En visiones de Dios, Yejezkel es traído desde el exilio en Bavel, Babilonia a la tierra de Israel, y en ella ve en su visión el Templo que será construido en el futuro. Nos detendremos en algunos temas centrales que surgen de esta descripción.
Similar a Moshé, quien mereció ver en la visión profética en el Sinai después del Éxodo de Egipto "la forma del Tabernáculo y la forma de todos sus enseres" (Shemot, capítulo 25, versículo 9), Yejezkel es traído desde el exilio en Bavel "en visiones de Dios" a la tierra de Israel, y en ella ve en la visión el Templo visionario.
En esta visión lo acompaña "un varón, cuya apariencia era como la apariencia de cobre, con un cordel de lino en su manoy una caña de medir" (capítulo 40, versículo 3), y con la precisión de un arquitecto, Yejezkel describe detalladamente - utilizando términos técnicos especiales - el Templo que será construido cuando Israel regrese del exilio a su tierra.
Sin embargo, a pesar de su descripción detallada y precisa, su Templo no está "explicado y aclarado", según las palabras del Rambam en las Leyes de Beit HaBejirá (capítulo 1, halajá 4), y varios de sus términos técnicos son motivo de controversia entre los Sabios, pues no estamos versados en ellos.
En cuanto a los utensilios del Templo, cabe señalar que Yejezkel describe solo el altar exterior, que es el altar del holocausto. Este altar es llamado por él, aparentemente siguiendo las palabras de Yeshaiahu, tanto Har-El como Ariel, pero no encontramos en sus visiones la descripción del resto de los utensilios del Templo: el Arca, la Mesa y el Candelabro. Es posible que no consideró necesario describirlos, pues su descripción exacta se encuentra en la Torá. En cuanto al Arca, nos parece que la opinión de que después de que escondieron el Arca, hecho que según la tradición de los sabios ocurrió en los días de Yoshiahu (y también está insinuado en el capítulo 35 de Divrei Haiamim), fue acordado por los líderes del retorno a Tzión no devolverla al Segundo Templo, y es posible que se apoyaron en esto en la profecía de Irmiahu: "no dirán ya: El arca del pacto del Señor; ni vendrá al pensamiento, ni se acordarán de ella, ni la echarán de menos; ni será hecha de nuevo" (capítulo 3, versículo 16).
En cuanto al lugar del Templo, hay que señalar que Yejezkel no menciona el nombre de Ierushalaim explícitamente sino con su apelativo - "la ciudad". Así ya en el primer versículo del capítulo 40, donde se dice que mereció su visión después de "que fue conquistada la ciudad", y la ciudad - con el artículo definido - no es otra que Ierushalaim.
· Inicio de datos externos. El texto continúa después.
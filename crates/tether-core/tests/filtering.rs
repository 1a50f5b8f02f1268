//! 通用装饰器的委托、能力传递与释放顺序。

use std::{
    any::{Any, TypeId},
    sync::{
        Arc,
        atomic::{AtomicUsize, Ordering},
    },
};

use async_trait::async_trait;
use parking_lot::Mutex;
use tether_core::{
    BoxConnection, Cancellation, Connection, ConnectionError, EnhancedStream, Endpoint, ErrorKind,
    Extensions, FilteringConnection, FlushType, Lifecycle, Result, SharedStream,
};
use tracing_test::traced_test;

type Journal = Arc<Mutex<Vec<&'static str>>>;

struct JournalStream {
    name: &'static str,
    journal: Journal,
}

#[async_trait]
impl EnhancedStream for JournalStream {
    fn can_shutdown_writes(&self) -> bool {
        false
    }

    async fn read(&self, _buf: &mut [u8], _cancel: &Cancellation) -> Result<usize> {
        Ok(0)
    }

    async fn write(&self, _buf: &[u8], _flush: FlushType, _cancel: &Cancellation) -> Result<()> {
        Ok(())
    }

    async fn flush(&self, _flush: FlushType, _cancel: &Cancellation) -> Result<()> {
        Ok(())
    }

    async fn dispose(&self) -> Result<()> {
        self.journal.lock().push(self.name);
        Ok(())
    }
}

#[derive(Debug, PartialEq)]
struct BaseMarker(u8);

#[derive(Debug, PartialEq)]
struct LayerMarker(u8);

struct StubConnection {
    remote: Endpoint,
    stream: SharedStream,
    extensions: Extensions,
    journal: Journal,
    disposals: Arc<AtomicUsize>,
    fail_dispose: bool,
    lifecycle: Lifecycle,
}

#[async_trait]
impl Connection for StubConnection {
    fn local_endpoint(&self) -> Option<&Endpoint> {
        None
    }

    fn remote_endpoint(&self) -> Option<&Endpoint> {
        Some(&self.remote)
    }

    fn stream(&self) -> Result<&SharedStream> {
        self.lifecycle.ensure_active("stub connection")?;
        Ok(&self.stream)
    }

    fn property(&self, key: TypeId) -> Option<&(dyn Any + Send + Sync)> {
        self.extensions.get_raw(key)
    }

    async fn dispose(&self) -> Result<()> {
        self.lifecycle
            .dispose_with(|| async {
                self.disposals.fetch_add(1, Ordering::SeqCst);
                self.journal.lock().push("base");
                if self.fail_dispose {
                    Err(ConnectionError::new(
                        ErrorKind::Connectivity,
                        "tether.test.base_dispose_failed",
                        "base dispose failed",
                    ))
                } else {
                    Ok(())
                }
            })
            .await
    }
}

fn stub(journal: &Journal, disposals: &Arc<AtomicUsize>, fail_dispose: bool) -> BoxConnection {
    Box::new(StubConnection {
        remote: Endpoint::named("peer"),
        stream: Arc::new(JournalStream {
            name: "base-stream",
            journal: Arc::clone(journal),
        }),
        extensions: Extensions::new().with(BaseMarker(1)),
        journal: Arc::clone(journal),
        disposals: Arc::clone(disposals),
        fail_dispose,
        lifecycle: Lifecycle::new(),
    })
}

#[tokio::test(flavor = "multi_thread")]
async fn properties_fall_through_to_base() {
    let journal = Journal::default();
    let disposals = Arc::new(AtomicUsize::new(0));
    let conn: BoxConnection = Box::new(
        FilteringConnection::new(stub(&journal, &disposals, false))
            .with_extensions(Extensions::new().with(LayerMarker(2))),
    );

    assert_eq!(conn.try_get_property::<LayerMarker>(), Some(&LayerMarker(2)));
    assert_eq!(conn.try_get_property::<BaseMarker>(), Some(&BaseMarker(1)));
    assert!(conn.try_get_property::<String>().is_none());
    assert_eq!(conn.remote_endpoint(), Some(&Endpoint::named("peer")));
}

#[tokio::test(flavor = "multi_thread")]
async fn dispose_releases_own_stream_before_base_once() {
    let journal = Journal::default();
    let disposals = Arc::new(AtomicUsize::new(0));
    let layer_stream: SharedStream = Arc::new(JournalStream {
        name: "layer-stream",
        journal: Arc::clone(&journal),
    });
    let conn = Arc::new(
        FilteringConnection::new(stub(&journal, &disposals, false)).with_stream(layer_stream),
    );

    let racers: Vec<_> = (0..4)
        .map(|_| {
            let conn = Arc::clone(&conn);
            tokio::spawn(async move { conn.dispose().await })
        })
        .collect();
    for racer in racers {
        racer.await.expect("join").expect("dispose");
    }

    assert_eq!(disposals.load(Ordering::SeqCst), 1);
    assert_eq!(journal.lock().as_slice(), &["layer-stream", "base"]);
    let err = conn.stream().err().expect("stream unavailable after dispose");
    assert_eq!(err.kind(), ErrorKind::Disposed);
}

#[tokio::test(flavor = "multi_thread")]
#[traced_test]
async fn base_dispose_failure_is_reported() {
    let journal = Journal::default();
    let disposals = Arc::new(AtomicUsize::new(0));
    let conn = FilteringConnection::new(stub(&journal, &disposals, true));

    let err = conn.dispose().await.expect_err("base failure propagates");
    assert_eq!(err.code(), "tether.test.base_dispose_failed");
    assert!(logs_contain("teardown failed"));

    conn.dispose().await.expect("second dispose is a no-op");
    assert_eq!(disposals.load(Ordering::SeqCst), 1);
}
Vuelve a señalar "Se posó sobre mí la mano del Señor, y el Señor me sacó fuera en espíritu", es decir, es llevado allá, a la ciudad, que es Ierushalaim. También la gloria de Dios regresa en esta visión al Templo por "la puerta que mira hacia el oriente" (capítulo 43, versículo 1), es decir, exactamente por la misma puerta por la cual salió " era como la visión que había tenido cuando vine para (profetizar de) la destrucción de la ciudad" (capítulo 43, versículo 3). Es posible que los graves pecados de Ierushalaim causaron que el profeta no quisiera mencionar en su visión el nombre de Ierushalaim nuevamente, y consideró apropiado otorgarle un nuevo nombre: "Hashem-Shamah" (Dios está allí), que es el nombre con el cual concluye su libro de visiones (capítulo 48, versículo 35).